WORK TASK: Every record, down to the last line, must be given again exactly.

RECORDS TO PROCESS:
//! Reply definitions
//!
//! Represents replies sent to clients, with encoding to RESP and decoding
//! from a buffered stream (used by the client and the replica handshake).

use std::io::{BufRead, Read, Write};

use bytes::Bytes;

use crate::error::{Result, TideError};
use super::{MAX_ARRAY_LEN, MAX_BULK_LEN};

/// Line terminator used by every RESP element
pub const CRLF: &[u8] = b"\r\n";

/// A reply to send to a client
#[derive(Debug, Clone, PartialEq, Eq)]
pub enum Reply {
    /// `+text\r\n`
    Simple(String),

    /// `$len\r\nbytes\r\n`
    Bulk(Bytes),

    /// `$-1\r\n`
    Null,

    /// `*-1\r\n`
    NullArray,

    /// `:value\r\n`
    Integer(i64),

    /// `*count\r\n` followed by the encoded elements
    Array(Vec<Reply>),

    /// `-text\r\n`; text carries its own code (`ERR`, `WRONGTYPE`, ...)
    Error(String),

    /// `$len\r\nbytes` with no trailing terminator (snapshot transfer)
    Snapshot(Bytes),
}

impl Reply {
    /// `+OK`
    pub fn ok() -> Self {
        Reply::Simple("OK".to_string())
    }

    /// Simple string reply
    pub fn simple(text: impl Into<String>) -> Self {
        Reply::Simple(text.into())
    }

    /// Bulk string reply
    pub fn bulk(value: impl Into<Bytes>) -> Self {
        Reply::Bulk(value.into())
    }

    /// Bulk string reply from text
    pub fn bulk_str(value: &str) -> Self {
        Reply::Bulk(Bytes::copy_from_slice(value.as_bytes()))
    }

    /// Array of bulk strings
    pub fn bulk_array<I, S>(items: I) -> Self
    where
        I: IntoIterator<Item = S>,
        S: AsRef<str>,
    {
        Reply::Array(items.into_iter().map(|s| Reply::bulk_str(s.as_ref())).collect())
    }

    /// Error reply built from a command error
    pub fn from_error(error: &TideError) -> Self {
        Reply::Error(format!("{} {}", error.reply_code(), error))
    }

    /// Error reply with the generic `ERR` code
    pub fn error(message: impl AsRef<str>) -> Self {
        Reply::Error(format!("ERR {}", message.as_ref()))
    }

    pub fn is_error(&self) -> bool {
        matches!(self, Reply::Error(_))
    }

    /// Text content of a simple or bulk string
    pub fn as_text(&self) -> Option<String> {
        match self {
            Reply::Simple(text) | Reply::Error(text) => Some(text.clone()),
            Reply::Bulk(bytes) => Some(String::from_utf8_lossy(bytes).into_owned()),
            _ => None,
        }
    }

    /// Encode into a fresh buffer
    pub fn encode(&self) -> Vec<u8> {
        let mut out = Vec::new();
        self.encode_into(&mut out);
        out
    }

    /// Append the encoded reply to `out`
    pub fn encode_into(&self, out: &mut Vec<u8>) {
        match self {
            Reply::Simple(text) => {
                out.push(b'+');
                out.extend_from_slice(text.as_bytes());
                out.extend_from_slice(CRLF);
            }
            Reply::Bulk(bytes) => {
                out.push(b'$');
                out.extend_from_slice(bytes.len().to_string().as_bytes());
                out.extend_from_slice(CRLF);
                out.extend_from_slice(bytes);
                out.extend_from_slice(CRLF);
            }
            Reply::Null => out.extend_from_slice(b"$-1\r\n"),
            Reply::NullArray => out.extend_from_slice(b"*-1\r\n"),
            Reply::Integer(value) => {
                out.push(b':');
                out.extend_from_slice(value.to_string().as_bytes());
                out.extend_from_slice(CRLF);
            }
            Reply::Array(items) => {
                out.push(b'*');
                out.extend_from_slice(items.len().to_string().as_bytes());
                out.extend_from_slice(CRLF);
                for item in items {
                    item.encode_into(out);
                }
            }
            Reply::Error(text) => {
                out.push(b'-');
                out.extend_from_slice(text.as_bytes());
                out.extend_from_slice(CRLF);
            }
            Reply::Snapshot(bytes) => {
                out.push(b'$');
                out.extend_from_slice(bytes.len().to_string().as_bytes());
                out.extend_from_slice(CRLF);
                out.extend_from_slice(bytes);
            }
        }
    }
}

// =============================================================================
// Stream-based I/O helpers
// =============================================================================

/// Encode a command as a RESP array of bulk strings
pub fn encode_command<S: AsRef<str>>(parts: &[S]) -> Vec<u8> {
    let reply = Reply::Array(parts.iter().map(|p| Reply::bulk_str(p.as_ref())).collect());
    reply.encode()
}

/// Write a reply to a stream and flush it
pub fn write_reply<W: Write>(writer: &mut W, reply: &Reply) -> Result<()> {
    writer.write_all(&reply.encode())?;
    writer.flush()?;
    Ok(())
}

/// Read one complete reply from a buffered stream
///
/// Blocks until the reply is complete. `Reply::Snapshot` is never produced
/// here; the replica handshake reads the snapshot payload itself.
pub fn read_reply<R: BufRead>(reader: &mut R) -> Result<Reply> {
    let line = read_line(reader)?;
    let Some(body) = line.get(1..) else {
        return Err(TideError::Protocol(format!("unexpected reply line '{}'", line)));
    };

    match line.as_bytes()[0] {
        b'+' => Ok(Reply::Simple(body.to_string())),
        b'-' => Ok(Reply::Error(body.to_string())),
        b':' => body
            .parse::<i64>()
            .map(Reply::Integer)
            .map_err(|_| TideError::Protocol(format!("invalid integer reply '{}'", body))),
        b'$' => {
            let len = parse_length(body)?;
            let Some(len) = len else {
                return Ok(Reply::Null);
            };
            if len > MAX_BULK_LEN {
                return Err(TideError::Protocol(format!(
                    "bulk length {} exceeds maximum {}",
                    len, MAX_BULK_LEN
                )));
            }
            let mut payload = vec![0u8; len + CRLF.len()];
            reader.read_exact(&mut payload)?;
            if &payload[len..] != CRLF {
                return Err(TideError::Protocol(
                    "bulk string not terminated by CRLF".to_string(),
                ));
            }
            payload.truncate(len);
            Ok(Reply::Bulk(Bytes::from(payload)))
        }
        b'*' => {
            let Some(count) = parse_length(body)? else {
                return Ok(Reply::NullArray);
            };
            if count > MAX_ARRAY_LEN {
                return Err(TideError::Protocol(format!(
                    "array length {} exceeds maximum {}",
                    count, MAX_ARRAY_LEN
                )));
            }
            let mut items = Vec::with_capacity(count);
            for _ in 0..count {
                items.push(read_reply(reader)?);
            }
            Ok(Reply::Array(items))
        }
        other => Err(TideError::Protocol(format!(
            "unexpected reply type '{}'",
            other as char
        ))),
    }
}

/// Read one CRLF-terminated line, without the terminator
pub fn read_line<R: BufRead>(reader: &mut R) -> Result<String> {
    let mut line = Vec::new();
    let read = reader.read_until(b'\n', &mut line)?;
    if read == 0 {
        return Err(TideError::Io(std::io::Error::new(
            std::io::ErrorKind::UnexpectedEof,
            "connection closed while reading a reply",
        )));
    }
    if !line.ends_with(CRLF) {
        return Err(TideError::Protocol("reply line not terminated by CRLF".to_string()));
    }
    line.truncate(line.len() - CRLF.len());
    if line.is_empty() {
        return Err(TideError::Protocol("empty reply line".to_string()));
    }
    String::from_utf8(line).map_err(|_| TideError::Protocol("reply line is not UTF-8".to_string()))
}

/// Parse a length header; `-1` means null
fn parse_length(body: &str) -> Result<Option<usize>> {
    if body == "-1" {
        return Ok(None);
    }
    body.parse::<usize>()
        .map(Some)
        .map_err(|_| TideError::Protocol(format!("invalid length '{}'", body)))
}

OUTPUT FOR THIS EXERCISE:
//! Reply definitions
//!
//! Represents replies sent to clients, with encoding to RESP and decoding
//! from a buffered stream (used by the client and the replica handshake).

use std::io::{BufRead, Read, Write};

use bytes::Bytes;

use crate::error::{Result, TideError};
use super::{MAX_ARRAY_LEN, MAX_BULK_LEN};

/// Line terminator used by every RESP element
pub const CRLF: &[u8] = b"\r\n";

/// A reply to send to a client
#[derive(Debug, Clone, PartialEq, Eq)]
pub enum Reply {
    /// `+text\r\n`
    Simple(String),

    /// `$len\r\nbytes\r\n`
    Bulk(Bytes),

    /// `$-1\r\n`
    Null,

    /// `*-1\r\n`
    NullArray,

    /// `:value\r\n`
    Integer(i64),

    /// `*count\r\n` followed by the encoded elements
    Array(Vec<Reply>),

    /// `-text\r\n`; text carries its own code (`ERR`, `WRONGTYPE`, ...)
    Error(String),

    /// `$len\r\nbytes` with no trailing terminator (snapshot transfer)
    Snapshot(Bytes),
}

impl Reply {
    /// `+OK`
    pub fn ok() -> Self {
        Reply::Simple("OK".to_string())
    }

    /// Simple string reply
    pub fn simple(text: impl Into<String>) -> Self {
        Reply::Simple(text.into())
    }

    /// Bulk string reply
    pub fn bulk(value: impl Into<Bytes>) -> Self {
        Reply::Bulk(value.into())
    }

    /// Bulk string reply from text
    pub fn bulk_str(value: &str) -> Self {
        Reply::Bulk(Bytes::copy_from_slice(value.as_bytes()))
    }

    /// Array of bulk strings
    pub fn bulk_array<I, S>(items: I) -> Self
    where
        I: IntoIterator<Item = S>,
        S: AsRef<str>,
    {
        Reply::Array(items.into_iter().map(|s| Reply::bulk_str(s.as_ref())).collect())
    }

    /// Error reply built from a command error
    pub fn from_error(error: &TideError) -> Self {
        Reply::Error(format!("{} {}", error.reply_code(), error))
    }

    /// Error reply with the generic `ERR` code
    pub fn error(message: impl AsRef<str>) -> Self {
        Reply::Error(format!("ERR {}", message.as_ref()))
    }

    pub fn is_error(&self) -> bool {
        matches!(self, Reply::Error(_))
    }

    /// Text content of a simple or bulk string
    pub fn as_text(&self) -> Option<String> {
        match self {
            Reply::Simple(text) | Reply::Error(text) => Some(text.clone()),
            Reply::Bulk(bytes) => Some(String::from_utf8_lossy(bytes).into_owned()),
            _ => None,
        }
    }

    /// Encode into a fresh buffer
    pub fn encode(&self) -> Vec<u8> {
        let mut out = Vec::new();
        self.encode_into(&mut out);
        out
    }

    /// Append the encoded reply to `out`
    pub fn encode_into(&self, out: &mut Vec<u8>) {
        match self {
            Reply::Simple(text) => {
                out.push(b'+');
                out.extend_from_slice(text.as_bytes());
                out.extend_from_slice(CRLF);
            }
            Reply::Bulk(bytes) => {
                out.push(b'$');
                out.extend_from_slice(bytes.len().to_string().as_bytes());
                out.extend_from_slice(CRLF);
                out.extend_from_slice(bytes);
                out.extend_from_slice(CRLF);
            }
            Reply::Null => out.extend_from_slice(b"$-1\r\n"),
            Reply::NullArray => out.extend_from_slice(b"*-1\r\n"),
            Reply::Integer(value) => {
                out.push(b':');
                out.extend_from_slice(value.to_string().as_bytes());
                out.extend_from_slice(CRLF);
            }
            Reply::Array(items) => {
                out.push(b'*');
                out.extend_from_slice(items.len().to_string().as_bytes());
                out.extend_from_slice(CRLF);
                for item in items {
                    item.encode_into(out);
                }
            }
            Reply::Error(text) => {
                out.push(b'-');
                out.extend_from_slice(text.as_bytes());
                out.extend_from_slice(CRLF);
            }
            Reply::Snapshot(bytes) => {
                out.push(b'$');
                out.extend_from_slice(bytes.len().to_string().as_bytes());
                out.extend_from_slice(CRLF);
                out.extend_from_slice(bytes);
            }
        }
    }
}

// =============================================================================
// Stream-based I/O helpers
// =============================================================================

/// Encode a command as a RESP array of bulk strings
pub fn encode_command<S: AsRef<str>>(parts: &[S]) -> Vec<u8> {
    let reply = Reply::Array(parts.iter().map(|p| Reply::bulk_str(p.as_ref())).collect());
    reply.encode()
}

/// Write a reply to a stream and flush it
pub fn write_reply<W: Write>(writer: &mut W, reply: &Reply) -> Result<()> {
    writer.write_all(&reply.encode())?;
    writer.flush()?;
    Ok(())
}

/// Read one complete reply from a buffered stream
///
/// Blocks until the reply is complete. `Reply::Snapshot` is never produced
/// here; the replica handshake reads the snapshot payload itself.
pub fn read_reply<R: BufRead>(reader: &mut R) -> Result<Reply> {
    let line = read_line(reader)?;
    let Some(body) = line.get(1..) else {
        return Err(TideError::Protocol(format!("unexpected reply line '{}'", line)));
    };

    match line.as_bytes()[0] {
        b'+' => Ok(Reply::Simple(body.to_string())),
        b'-' => Ok(Reply::Error(body.to_string())),
        b':' => body
            .parse::<i64>()
            .map(Reply::Integer)
            .map_err(|_| TideError::Protocol(format!("invalid integer reply '{}'", body))),
        b'$' => {
            let len = parse_length(body)?;
            let Some(len) = len else {
                return Ok(Reply::Null);
            };
            if len > MAX_BULK_LEN {
                return Err(TideError::Protocol(format!(
                    "bulk length {} exceeds maximum {}",
                    len, MAX_BULK_LEN
                )));
            }
            let mut payload = vec![0u8; len + CRLF.len()];
            reader.read_exact(&mut payload)?;
            if &payload[len..] != CRLF {
                return Err(TideError::Protocol(
                    "bulk string not terminated by CRLF".to_string(),
                ));
            }
            payload.truncate(len);
            Ok(Reply::Bulk(Bytes::from(payload)))
        }
        b'*' => {
            let Some(count) = parse_length(body)? else {
                return Ok(Reply::NullArray);
            };
            if count > MAX_ARRAY_LEN {
                return Err(TideError::Protocol(format!(
                    "array length {} exceeds maximum {}",
                    count, MAX_ARRAY_LEN
                )));
            }
            let mut items = Vec::with_capacity(count);
            for _ in 0..count {
                items.push(read_reply(reader)?);
            }
            Ok(Reply::Array(items))
        }
        other => Err(TideError::Protocol(format!(
            "unexpected reply type '{}'",
            other as char
        ))),
    }
}

/// Read one CRLF-terminated line, without the terminator
pub fn read_line<R: BufRead>(reader: &mut R) -> Result<String> {
    let mut line = Vec::new();
    let read = reader.read_until(b'\n', &mut line)?;
    if read == 0 {
        return Err(TideError::Io(std::io::Error::new(
            std::io::ErrorKind::UnexpectedEof,
            "connection closed while reading a reply",
        )));
    }
    if !line.ends_with(CRLF) {
        return Err(TideError::Protocol("reply line not terminated by CRLF".to_string()));
    }
    line.truncate(line.len() - CRLF.len());
    if line.is_empty() {
        return Err(TideError::Protocol("empty reply line".to_string()));
    }
    String::from_utf8(line).map_err(|_| TideError::Protocol("reply line is not UTF-8".to_string()))
}

/// Parse a length header; `-1` means null
fn parse_length(body: &str) -> Result<Option<usize>> {
    if body == "-1" {
        return Ok(None);
    }
    body.parse::<usize>()
        .map(Some)
        .map_err(|_| TideError::Protocol(format!("invalid length '{}'", body)))
}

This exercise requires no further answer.